Why This Matters for Security Teams
Incomplete cryptographic inventory is not a paperwork gap. It means the migration lead cannot reliably say which systems use RSA, where certificates live, which libraries depend on vulnerable primitives, or which business services will fail when algorithms are retired. That turns pqc migration into an operational trust exercise instead of a controlled engineering program. Current guidance from NIST Cybersecurity Framework 2.0 emphasizes governance and asset visibility because organisations cannot protect what they have not mapped.
The accountability question matters because incomplete inventories usually create false confidence. One team assumes another owns certificate discovery, while application owners assume infrastructure has already captured dependencies.
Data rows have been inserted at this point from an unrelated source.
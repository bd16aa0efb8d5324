//! Shared types passed between pipeline stages.
//!
//! Rows come out of [`crate::dataset`], are partitioned into [`Group`]s by
//! [`crate::group`], and every rendered [`Page`] path ends up in the
//! [`SiteManifest`] that feeds `sitemap.xml`.

use std::collections::BTreeMap;

/// One point of interest. Keys and values are trimmed; `name` is never empty.
#[derive(Debug, Clone, Default, PartialEq, Eq)]
pub struct Row {
    fields: BTreeMap<String, String>,
}

impl Row {
    /// Build a row from `(column, value)` pairs, trimming both sides.
    ///
    /// Returns `None` when the `name` column is missing or blank. Empty
    /// column names are ignored.
    pub fn from_pairs<K, V, I>(pairs: I) -> Option<Self>
    where
        K: AsRef<str>,
        V: AsRef<str>,
        I: IntoIterator<Item = (K, V)>,
    {
        let mut fields = BTreeMap::new();
        for (k, v) in pairs {
            let key = k.as_ref().trim();
            if key.is_empty() {
                continue;
            }
            fields.insert(key.to_string(), v.as_ref().trim().to_string());
        }
        let row = Self { fields };
        if row.name().is_empty() {
            None
        } else {
            Some(row)
        }
    }

    /// Field value, or `""` when the column is absent.
    pub fn get(&self, field: &str) -> &str {
        self.fields.get(field).map(String::as_str).unwrap_or("")
    }

    pub fn name(&self) -> &str {
        self.get("name")
    }

    pub fn city(&self) -> &str {
        self.get("city")
    }

    pub fn address(&self) -> &str {
        self.get("address")
    }

    pub fn hours(&self) -> &str {
        self.get("hours")
    }

    pub fn photo_url(&self) -> &str {
        self.get("photo_url")
    }

    pub fn website_url(&self) -> &str {
        self.get("website_url")
    }

    pub fn lat(&self) -> &str {
        self.get("lat")
    }

    pub fn lon(&self) -> &str {
        self.get("lon")
    }

    /// The `features` column split on `;`, blanks removed.
    pub fn features(&self) -> Vec<&str> {
        self.get("features")
            .split(';')
            .map(str::trim)
            .filter(|f| !f.is_empty())
            .collect()
    }
}

/// Rows sharing a city, in first-seen order.
#[derive(Debug, Clone, PartialEq, Eq)]
pub struct Group {
    /// Display name as it appears in the data (or the unknown-city label).
    pub name: String,
    pub rows: Vec<Row>,
}

/// A fully rendered output document.
#[derive(Debug, Clone)]
pub struct Page {
    /// Site-relative path with a leading slash, e.g. `/paris/cafe-x.html`.
    pub path: String,
    pub title: String,
    pub description: String,
    pub canonical: String,
    /// Directory depth below the site root (0 = home).
    pub depth: usize,
    pub html: String,
}

/// Ordered list of every page path emitted in one run.
#[derive(Debug, Clone, Default, PartialEq, Eq)]
pub struct SiteManifest {
    pages: Vec<String>,
}

impl SiteManifest {
    pub fn record(&mut self, path: impl Into<String>) {
        self.pages.push(path.into());
    }

    pub fn pages(&self) -> &[String] {
        &self.pages
    }

    pub fn len(&self) -> usize {
        self.pages.len()
    }

    pub fn is_empty(&self) -> bool {
        self.pages.is_empty()
    }
}
/// Outbound search links; empty unless both tag and keywords are set.
fn affiliate_block(affiliate: &AffiliateConfig) -> Markup {
    if !affiliate.is_enabled() {
        return html! {};
    }
    let tag = affiliate.tag.trim();
    let links: Vec<(&str, Url)> = affiliate
        .keywords
        .iter()
        .map(|k| k.trim())
        .filter(|k| !k.is_empty())
        .filter_map(|k| {
            Url::parse_with_params(&affiliate.search_url, &[("k", k), ("tag", tag)])
                .ok()
                .map(|url| (k, url))
        })
        .collect();

    html! {
        div.aff {
            div.tag { "Useful suggestions" }
            @for (keyword, url) in &links {
                a href=(url.as_str()) rel="nofollow sponsored noopener" target="_blank" {
                    "See " (keyword)
                }
            }
        }
    }
}

fn join_cards(cards: impl Iterator<Item = Markup>) -> String {
    cards.map(Markup::into_string).collect::<Vec<_>>().join("\n")
}

// ============================================================================
// Page renderers
// ============================================================================

struct PageMeta {
    path: String,
    title: String,
    description: String,
    depth: usize,
}

struct Renderer<'a> {
    config: &'a SiteConfig,
    templates: &'a TemplateSet,
    ctx: &'a BuildContext,
}

impl Renderer<'_> {
    /// Bindings every template accepts.
    fn shared_vars(&self, depth: usize) -> Vars {
        Vars::new()
            .text("SITE_NAME", self.config.site_name.as_str())
            .text("BASE_PATH", base_path(depth))
    }

    /// Render `inner`, wrap it in the frame and produce the finished page.
    fn document(&self, inner: &Template, vars: Vars, meta: PageMeta) -> Page {
        let content = inner.render(&vars);
        let canonical = format!("{}{}", self.config.base_url(), meta.path);

        let frame_vars = self
            .shared_vars(meta.depth)
            .text("PAGE_TITLE", meta.title.as_str())
            .text("PAGE_DESC", meta.description.as_str())
            .text("CANONICAL", canonical.as_str())
            .text("YEAR", self.ctx.year.to_string())
            .text("LANG", self.config.language.as_str())
            .markup("CONTENT", content);
        let html = self.templates.frame.render(&frame_vars);

        Page {
            path: meta.path,
            title: meta.title,
            description: meta.description,
            canonical,
            depth: meta.depth,
            html,
        }
    }

    fn detail_page(&self, row: &Row, city: &str, city_slug: &str, item_slug: &str) -> Page {
        let niche = &self.config.niche;
        let name = row.name();
        let hours = row.hours();
        let features = row.features();
        let features_sentence = if features.is_empty() {
            DEFAULT_FEATURES.to_string()
        } else {
            features.join(", ")
        };
        let photo = safe_url(row.photo_url());

        let vars = self
            .shared_vars(1)
            .text("TYPE_LABEL", niche.type_label.as_str())
            .text("TYPE_LABEL_LOWER", niche.type_label.to_lowercase())
            .text("NAME", name)
            .text("CITY", city)
            .text("CITY_URL", format!("{}/{city_slug}/index.html", base_path(1)))
            .text("ADDRESS", row.address())
            .text("HOURS", if hours.is_empty() { DEFAULT_HOURS } else { hours })
            .text("FEATURES_SENTENCE", features_sentence)
            .markup("PHOTO", photo_img(photo, name).into_string())
            .text("PHOTO_URL", photo.unwrap_or(""))
            .text("WEBSITE_URL", safe_url(row.website_url()).unwrap_or("#"))
            .text("LAT", row.lat())
            .text("LON", row.lon())
            .markup("AFF_BLOCK", affiliate_block(&self.config.affiliate).into_string());

        let meta = PageMeta {
            path: format!("/{city_slug}/{item_slug}.html"),
            title: format!("{} in {city} – {name}", niche.type_label),
            description: format!(
                "{} {name} in {city}. Address: {}. Hours: {}.",
                niche.type_label,
                row.address(),
                if hours.is_empty() { "variable" } else { hours }
            ),
            depth: 1,
        };
        self.document(&self.templates.detail, vars, meta)
    }

    fn city_page(&self, planned: &PlannedGroup) -> Page {
        let niche = &self.config.niche;
        let city = planned.group.name.as_str();
        let count = planned.group.rows.len();
        let cards = join_cards(planned.items().map(|(row, slug)| item_card(row, slug)));

        let vars = self
            .shared_vars(1)
            .text("CITY", city)
            .text("COUNT", count.to_string())
            .markup("CARDS", cards)
            .text("TYPE_LABEL", niche.type_label.as_str())
            .text("PLURAL_LABEL", niche.plural_label.as_str());

        let meta = PageMeta {
            path: format!("/{}/index.html", planned.slug),
            title: format!("{} in {city}", niche.plural_label),
            description: format!("{} in {city}: {}.", niche.plural_label, count_label(count)),
            depth: 1,
        };
        self.document(&self.templates.city, vars, meta)
    }

    fn home_page(&self, groups: &[PlannedGroup]) -> Page {
        let niche = &self.config.niche;
        let cards = join_cards(groups.iter().map(city_card));

        let vars = self
            .shared_vars(0)
            .markup("CITY_CARDS", cards)
            .text("TYPE_LABEL", niche.type_label.as_str())
            .text("PLURAL_LABEL", niche.plural_label.as_str())
            .text("CITY_COUNT", groups.len().to_string());

        let meta = PageMeta {
            path: "/index.html".to_string(),
            title: self.config.site_name.clone(),
            description: format!("Directory of {}.", niche.plural_label),
            depth: 0,
        };
        self.document(&self.templates.home, vars, meta)
    }
}

// ============================================================================
// robots.txt / sitemap.xml
// ============================================================================

fn robots_txt(config: &SiteConfig) -> String {
    format!(
        "User-agent: *\nAllow: /\nSitemap: {}/sitemap.xml\n",
        config.base_url()
    )
}

fn sitemap_xml(base_url: &str, manifest: &SiteManifest) -> String {
    let urls: Vec<String> = manifest
        .pages()
        .iter()
        .map(|path| {
            format!(
                "<url><loc>{}</loc><changefreq>weekly</changefreq></url>",
                crate::template::escape_html(&format!("{base_url}{path}"))
            )
        })
        .collect();
    format!(
        "<?xml version=\"1.0\" encoding=\"UTF-8\"?>\n\
         <urlset xmlns=\"http://www.sitemaps.org/schemas/sitemap/0.9\">\n\
         {}\n\
         </urlset>\n",
        urls.join("\n")
    )
}

// ============================================================================
// Tests
// ============================================================================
NHI Management Group notes in the Ultimate Guide to NHIs that 5.7% of organisations have full visibility into their service accounts, which is a good proxy for how often identity dependency truth is missing at the outset. In practice, many security teams encounter cryptographic blind spots only after a migration milestone has already been set, rather than through intentional dependency discovery.
How It Works in Practice
Accountability should be assigned to a designated migration lead, but execution must be shared across identity, infrastructure, and application owners. The migration lead owns the trust map, the exception register, and the decision log. Identity owners identify where keys, certificates, and trust anchors are issued and rotated. Infrastructure owners inventory platform-level dependencies such as load balancers, VPNs, CI/CD runners, and service meshes. Application owners confirm library usage, embedded crypto, external integrations, and hard-coded assumptions.
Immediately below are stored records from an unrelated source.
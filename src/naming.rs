//! Centralized slug derivation for city and item names.
//!
//! Every URL segment the generator emits (city directories, item page
//! filenames) comes from [`slugify`]. The folding is deliberately narrow:
//! only the accented Latin vowels and `ç` listed below are mapped to their
//! base letter. Anything else outside `[a-z0-9]` becomes a separator.
//!
//! ```text
//! "Café du Parc"  → "cafe-du-parc"
//! "  A -- B  "    → "a-b"
//! "!!!"           → "x"
//! ```

/// Returned when a name has no slug-able characters at all.
pub const FALLBACK_SLUG: &str = "x";

fn fold_accent(c: char) -> char {
    match c {
        'à' | 'á' | 'â' | 'ä' => 'a',
        'è' | 'é' | 'ê' | 'ë' => 'e',
        'ì' | 'í' | 'î' | 'ï' => 'i',
        'ò' | 'ó' | 'ô' | 'ö' => 'o',
        'ù' | 'ú' | 'û' | 'ü' => 'u',
        'ç' => 'c',
        other => other,
    }
}

/// Map an arbitrary display string to a URL-safe path segment.
///
/// Total over all inputs: the result always matches `[a-z0-9]+(-[a-z0-9]+)*`
/// or equals [`FALLBACK_SLUG`].
pub fn slugify(text: &str) -> String {
    let mut slug = String::with_capacity(text.len());
    let mut pending_dash = false;

    for c in text.to_lowercase().chars().map(fold_accent) {
        if c.is_ascii_lowercase() || c.is_ascii_digit() {
            if pending_dash && !slug.is_empty() {
                slug.push('-');
            }
            pending_dash = false;
            slug.push(c);
        } else {
            pending_dash = true;
        }
    }

    if slug.is_empty() {
        FALLBACK_SLUG.to_string()
    } else {
        slug
    }
}

/// True if `slug` is lowercase kebab-case with no empty segments.
pub fn is_valid_slug(slug: &str) -> bool {
    !slug.is_empty()
        && !slug.starts_with('-')
        && !slug.ends_with('-')
        && !slug.contains("--")
        && slug
            .chars()
            .all(|c| c.is_ascii_lowercase() || c.is_ascii_digit() || c == '-')
}
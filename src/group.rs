//! Partitioning rows into city groups.

use crate::types::{Group, Row};
use std::collections::HashMap;

/// Group rows by their `city` column.
///
/// Rows with a blank city land in `unknown_city`. Each group keeps its rows
/// in input order. Groups come back sorted case-insensitively by name (ties
/// broken by the raw name), so the output tree and sitemap are stable from
/// run to run.
pub fn group_by_city(rows: Vec<Row>, unknown_city: &str) -> Vec<Group> {
    let mut index: HashMap<String, usize> = HashMap::new();
    let mut groups: Vec<Group> = Vec::new();

    for row in rows {
        let city = match row.city() {
            "" => unknown_city.to_string(),
            c => c.to_string(),
        };
        match index.get(&city) {
            Some(&i) => groups[i].rows.push(row),
            None => {
                index.insert(city.clone(), groups.len());
                groups.push(Group {
                    name: city,
                    rows: vec![row],
                });
            }
        }
    }

    groups.sort_by(|a, b| {
        a.name
            .to_lowercase()
            .cmp(&b.name.to_lowercase())
            .then_with(|| a.name.cmp(&b.name))
    });
    groups
}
Practically, this means building an inventory from multiple sources rather than a single CMDB export. Teams usually combine:
- certificate authorities and PKI records
- cloud asset inventories and configuration scans
- source code and dependency analysis
- secrets stores, vaults, and CI/CD tooling
- network and telemetry data that reveal live crypto dependencies
The current best practice is to treat unknowns as migration blockers, not deferred cleanup. A cryptographic inventory should track algorithm, key length, issuer, usage, expiration, application owner, service criticality, and replacement path. This also aligns with the governance emphasis in Ultimate Guide to NHIs, because identity visibility and lifecycle control are prerequisites for any trust transition. The inventory should be updated continuously, not only during program kickoff, because new dependencies appear as systems deploy and teams refactor.
These controls tend to break down when cryptography is embedded in legacy appliances, vendor-managed platforms, or unmanaged third-party integrations because ownership and telemetry are both incomplete.
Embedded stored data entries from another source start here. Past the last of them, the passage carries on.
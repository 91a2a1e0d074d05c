//! Sample data for running without an API key
//!
//! The values are fixed apart from being anchored at `now`, so the demo
//! dashboard looks the same on every refresh.

use std::collections::BTreeMap;

use crate::dashboard::SnapshotInputs;
use crate::data::{AirQualityReading, CurrentConditions, ForecastSample, Location, Pollutant};

/// Number of 3-hour slots in the sample forecast (5 days)
const SAMPLE_SLOTS: i64 = 40;
const SLOT_SECONDS: i64 = 3 * 3_600;
const SIX_HOURS: i64 = 6 * 3_600;

/// Placeholder location shown in demo mode
pub fn sample_location() -> Location {
    Location::new("Sample City", 40.7128, -74.0060)
}

/// Sample inputs anchored at `now` (Unix seconds)
pub fn sample_inputs(now: i64) -> SnapshotInputs {
    SnapshotInputs {
        location: sample_location(),
        current: sample_current(now),
        forecast: sample_forecast(now),
        air_quality: Some(AirQualityReading {
            index: 45,
            pollutants: BTreeMap::from([
                (Pollutant::Pm25, 10.0),
                (Pollutant::Pm10, 25.0),
                (Pollutant::O3, 35.0),
                (Pollutant::No2, 15.0),
            ]),
        }),
    }
}

fn sample_current(now: i64) -> CurrentConditions {
    CurrentConditions {
        observed_at: now,
        temperature: 22.0,
        feels_like: 23.0,
        temperature_min: 20.0,
        temperature_max: 24.0,
        humidity: 65,
        pressure: 1015,
        visibility: Some(10_000),
        wind_speed: 4.5,
        wind_degrees: 220.0,
        weather_code: 802,
        description: "scattered clouds".to_string(),
        icon: "03d".to_string(),
        sunrise: now - SIX_HOURS,
        sunset: now + SIX_HOURS,
        timezone_offset: 0,
    }
}

/// Temperatures follow a sine wave around 22°C
fn sample_forecast(now: i64) -> Vec<ForecastSample> {
    (0..SAMPLE_SLOTS)
        .map(|i| {
            let wave = (i as f64 / 3.0).sin();
            ForecastSample {
                timestamp: now + i * SLOT_SECONDS,
                temperature: 22.0 + wave * 4.0,
                feels_like: 23.0 + wave * 3.0,
                weather_code: if i % 8 == 0 { 800 } else { 802 },
                precipitation_probability: Some((i % 5) as f64 * 0.1),
                wind_speed: 4.5 + (i % 3) as f64 * 0.75,
                wind_degrees: 220.0 + ((i % 5) - 2) as f64 * 10.0,
                is_night: !(7..18).contains(&(i % 8 * 3)),
            }
        })
        .collect()
}

#[cfg(test)]
mod tests {
    use super::*;
    use crate::dashboard::DashboardSnapshot;
    use crate::simulate::Jitter;
    use rand::rngs::StdRng;
    use rand::SeedableRng;

    const NOW: i64 = 1_721_044_800;

    #[test]
    fn test_sample_inputs_shape() {
        let inputs = sample_inputs(NOW);

        assert_eq!(inputs.location.name, "Sample City");
        assert_eq!(inputs.forecast.len(), 40);
        assert_eq!(inputs.forecast[0].timestamp, NOW);
        assert_eq!(inputs.forecast[39].timestamp, NOW + 39 * SLOT_SECONDS);
        assert!(inputs.current.sunrise < NOW && NOW < inputs.current.sunset);
        assert!(inputs
            .forecast
            .iter()
            .all(|s| matches!(s.precipitation_probability, Some(p) if (0.0..=0.4).contains(&p))));
    }

    #[test]
    fn test_sample_is_deterministic() {
        assert_eq!(sample_inputs(NOW), sample_inputs(NOW));
    }

    #[test]
    fn test_sample_builds_a_full_dashboard() {
        let snapshot =
            DashboardSnapshot::build(sample_inputs(NOW), NOW, &Jitter::default(), &mut StdRng::seed_from_u64(9))
                .expect("sample data aggregates");

        assert_eq!(snapshot.hourly.len(), 8);
        assert_eq!(snapshot.daily.len(), 5);
        assert_eq!(snapshot.air_quality.index, 45);
        assert_eq!(snapshot.air_quality.band.label, "Good");
        let sun = snapshot.sun.expect("sun panel");
        assert!((sun.fraction - 0.5).abs() < 1e-9);
    }
}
Common Variations and Edge Cases
Tighter inventory requirements often increase delivery overhead, requiring organisations to balance migration speed against the cost of discovery. That tradeoff becomes more severe when deadlines are driven by external compliance dates or vendor retirement notices, because the pressure to move can overwhelm the time needed to prove dependency truth.
There is no universal standard for who owns every edge case, but current guidance suggests the migration lead should remain accountable for overall completeness even when technical discovery is delegated. In regulated environments, vendors may supply attestation for hosted services, yet that does not remove the internal obligation to document how those services consume cryptography. In complex estates, shared ownership works best when RACI-style assignment is explicit and when exceptions are time-bound with named approvers.
Edge cases also include shadow IT, unmanaged SaaS, and embedded devices where the cryptographic control plane is not visible to central teams. In those environments, the answer is not to wait for perfect completeness. It is to establish a decision process that records unknown assets, assigns a follow-up owner, and prevents silent migration of unverified dependencies. Without that discipline, accountability becomes symbolic and the inventory remains incomplete even after the program formally starts.
Standards & Framework Alignment
This section maps relevant standards and security frameworks to the operational risks and controls described in this guidance.
OWASP Non-Human Identity Top 10 address the attack and risk surface, while NIST CSF 2.0 and NIST AI RMF set the governance and control requirements practitioners need to meet.
| Framework | Control / Reference | Relevance |
|---|---|---|
| NIST CSF 2.0 | ID.AM | Incomplete crypto inventory is fundamentally an asset and dependency visibility problem. |
| OWASP Non-Human Identity Top 10 | NHI-01 | PQC migration exposes unmanaged identities and hidden trust relationships in the crypto estate. |
| NIST AI RMF | Governance is needed to assign accountability for complex migration decisions and unknown dependencies. |
Build and maintain a living asset inventory that includes cryptographic dependencies before migration cutovers.